WHAT YOU HAVE TO DO:
How many lines in the records below contain "snapshot"? Reply with the number only.

****

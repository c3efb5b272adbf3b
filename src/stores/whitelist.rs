use std::collections::HashMap;
use std::sync::{Arc, RwLock};

use crate::models::whitelist::WhiteListClient;
use crate::proto::ids::PeerID;

/// Copy-on-write client whitelist.
///
/// The announce path clones an `Arc` snapshot and scans it without holding
/// any lock; admin mutations build a fresh map and swap it in. An empty set
/// rejects every client, which is the safe default for a private tracker;
/// public mode bypasses the gate in the engine.
pub struct Whitelist {
    inner: RwLock<Arc<HashMap<String, WhiteListClient>>>,
}

impl Whitelist {
    pub fn new() -> Self {
        Self {
            inner: RwLock::new(Arc::new(HashMap::new())),
        }
    }

    pub fn snapshot(&self) -> Arc<HashMap<String, WhiteListClient>> {
        Arc::clone(&self.inner.read().expect("whitelist lock poisoned"))
    }

    /// Install a new client set wholesale, e.g. after hydrating from the
    /// store or after an admin mutation.
    pub fn replace(&self, clients: Vec<WhiteListClient>) {
        let map: HashMap<String, WhiteListClient> = clients
            .into_iter()
            .map(|c| (c.client_prefix.clone(), c))
            .collect();
        *self.inner.write().expect("whitelist lock poisoned") = Arc::new(map);
    }

    /// True when the peer id starts with any whitelisted client prefix.
    pub fn permitted(&self, peer_id: &PeerID) -> bool {
        self.snapshot().values().any(|c| c.matches(peer_id))
    }

    pub fn len(&self) -> usize {
        self.snapshot().len()
    }

    pub fn is_empty(&self) -> bool {
        self.snapshot().is_empty()
    }
}

impl Default for Whitelist {
    fn default() -> Self {
        Self::new()
    }
}
/// Verify an admin API key using a constant-time comparison so the key cannot
/// be guessed byte-by-byte through response timing.
pub fn verify_api_key(provided: &str, expected: &str) -> bool {
    !expected.is_empty()
        && provided.len() == expected.len()
        && provided
            .as_bytes()
            .iter()
            .zip(expected.as_bytes())
            .fold(0u8, |acc, (a, b)| acc | (a ^ b))
            == 0
}

#[cfg(test)]
mod tests {
    use super::*;

    #[test]
    fn test_verify_api_key_valid() {
        assert!(verify_api_key("test-key", "test-key"));
    }

    #[test]
    fn test_verify_api_key_invalid() {
        assert!(!verify_api_key("wrong-key", "test-key"));
    }

    #[test]
    fn test_verify_api_key_different_length() {
        assert!(!verify_api_key("short", "much-longer-key"));
    }

    #[test]
    fn test_verify_api_key_empty_expected_rejects() {
        // An unset key must not open the admin surface to everyone
        assert!(!verify_api_key("", ""));
        assert!(!verify_api_key("anything", ""));
    }

    #[test]
    fn test_verify_api_key_case_sensitive() {
        assert!(!verify_api_key("Test-Key", "test-key"));
    }
}
use anyhow::{anyhow, Context};
use async_trait::async_trait;
use reqwest::{Method, RequestBuilder, Response, StatusCode};
use std::time::Duration;

use super::{PeerStatsDelta, Store, StoreError, StoreResult, TorrentStatsDelta, UserStatsDelta};
use crate::models::peer::Peer;
use crate::models::torrent::Torrent;
use crate::models::user::User;
use crate::models::whitelist::WhiteListClient;
use crate::proto::ids::{InfoHash, Passkey, PeerID};

/// Store driver backed by an upstream backend API speaking the same JSON
/// entity shapes as the admin surface.
pub struct HttpStore {
    client: reqwest::Client,
    endpoint: String,
    api_key: String,
}

impl HttpStore {
    pub fn new(endpoint: &str, api_key: &str) -> anyhow::Result<Self> {
        let client = reqwest::Client::builder()
            .timeout(Duration::from_secs(30))
            .build()
            .context("Failed to create HTTP client")?;

        Ok(Self {
            client,
            endpoint: endpoint.trim_end_matches('/').to_string(),
            api_key: api_key.to_string(),
        })
    }

    fn request(&self, method: Method, path: &str) -> RequestBuilder {
        self.client
            .request(method, format!("{}{}", self.endpoint, path))
            .query(&[("api_key", self.api_key.as_str())])
    }

    fn check(response: Response) -> StoreResult<Response> {
        match response.status() {
            s if s.is_success() => Ok(response),
            StatusCode::NOT_FOUND => Err(StoreError::NotFound),
            StatusCode::CONFLICT => Err(StoreError::Duplicate),
            s => Err(StoreError::Backend(anyhow!(
                "backend returned status {}",
                s
            ))),
        }
    }

    async fn send(&self, builder: RequestBuilder) -> StoreResult<Response> {
        let response = builder
            .send()
            .await
            .context("Failed to reach backend store")?;
        Self::check(response)
    }

    async fn send_ok(&self, builder: RequestBuilder) -> StoreResult<()> {
        self.send(builder).await.map(|_| ())
    }
}

#[async_trait]
impl Store for HttpStore {
    async fn user_by_passkey(&self, passkey: &Passkey) -> StoreResult<User> {
        let response = self
            .send(self.request(Method::GET, &format!("/user/pk/{}", passkey)))
            .await?;
        let user: User = response
            .json()
            .await
            .context("Failed to parse user from backend")?;
        if !user.valid() {
            return Err(StoreError::NotFound);
        }
        Ok(user)
    }

    async fn user_add(&self, user: User) -> StoreResult<()> {
        self.send_ok(self.request(Method::POST, "/user").json(&user))
            .await
    }

    async fn user_update(&self, passkey: &Passkey, user: User) -> StoreResult<()> {
        self.send_ok(
            self.request(Method::PATCH, &format!("/user/pk/{}", passkey))
                .json(&user),
        )
        .await
    }

    async fn user_delete(&self, passkey: &Passkey) -> StoreResult<()> {
        self.send_ok(self.request(Method::DELETE, &format!("/user/pk/{}", passkey)))
            .await
    }

    async fn user_update_stats(&self, deltas: Vec<UserStatsDelta>) -> StoreResult<()> {
        self.send_ok(self.request(Method::POST, "/user_stats").json(&deltas))
            .await
    }

    async fn torrent_by_info_hash(
        &self,
        info_hash: &InfoHash,
        include_deleted: bool,
    ) -> StoreResult<Torrent> {
        let response = self
            .send(
                self.request(Method::GET, &format!("/torrent/{}", info_hash))
                    .query(&[("include_deleted", include_deleted)]),
            )
            .await?;
        let torrent = response
            .json()
            .await
            .context("Failed to parse torrent from backend")?;
        Ok(torrent)
    }

    async fn torrent_add(&self, torrent: Torrent) -> StoreResult<()> {
        self.send_ok(self.request(Method::POST, "/torrent").json(&torrent))
            .await
    }

    async fn torrent_update(&self, torrent: Torrent) -> StoreResult<()> {
        self.send_ok(
            self.request(Method::PATCH, &format!("/torrent/{}", torrent.info_hash))
                .json(&torrent),
        )
        .await
    }

    async fn torrent_delete(&self, info_hash: &InfoHash) -> StoreResult<()> {
        self.send_ok(self.request(Method::DELETE, &format!("/torrent/{}", info_hash)))
            .await
    }

    async fn torrent_update_stats(&self, deltas: Vec<TorrentStatsDelta>) -> StoreResult<()> {
        self.send_ok(self.request(Method::POST, "/torrent_stats").json(&deltas))
            .await
    }

    async fn peer_add(&self, info_hash: &InfoHash, peer: Peer) -> StoreResult<()> {
        self.send_ok(
            self.request(Method::POST, &format!("/peers/{}", info_hash))
                .json(&peer),
        )
        .await
    }

    async fn peer_delete(&self, info_hash: &InfoHash, peer_id: &PeerID) -> StoreResult<()> {
        self.send_ok(self.request(Method::DELETE, &format!("/peers/{}/{}", info_hash, peer_id)))
            .await
    }

    async fn peer_reap(&self, before_ts: i64) -> StoreResult<u64> {
        let response = self
            .send(
                self.request(Method::DELETE, "/peers")
                    .query(&[("before", before_ts)]),
            )
            .await?;
        let reaped: u64 = response
            .json()
            .await
            .context("Failed to parse reap count from backend")?;
        Ok(reaped)
    }

    async fn peer_update_stats(&self, deltas: Vec<PeerStatsDelta>) -> StoreResult<()> {
        self.send_ok(self.request(Method::POST, "/peer_stats").json(&deltas))
            .await
    }

    async fn whitelist_get_all(&self) -> StoreResult<Vec<WhiteListClient>> {
        let response = self.send(self.request(Method::GET, "/whitelist")).await?;
        let clients = response
            .json()
            .await
            .context("Failed to parse whitelist from backend")?;
        Ok(clients)
    }

    async fn whitelist_add(&self, client: WhiteListClient) -> StoreResult<()> {
        self.send_ok(self.request(Method::POST, "/whitelist").json(&client))
            .await
    }

    async fn whitelist_delete(&self, client_prefix: &str) -> StoreResult<()> {
        self.send_ok(self.request(Method::DELETE, &format!("/whitelist/{}", client_prefix)))
            .await
    }
}

#[cfg(test)]
mod tests {
    use super::*;

    #[test]
    fn test_http_store_creation_normalizes_endpoint() {
        let store = HttpStore::new("http://localhost:8000/api/", "key").unwrap();
        assert_eq!(store.endpoint, "http://localhost:8000/api");
    }
}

****

ANSWER BOX:
5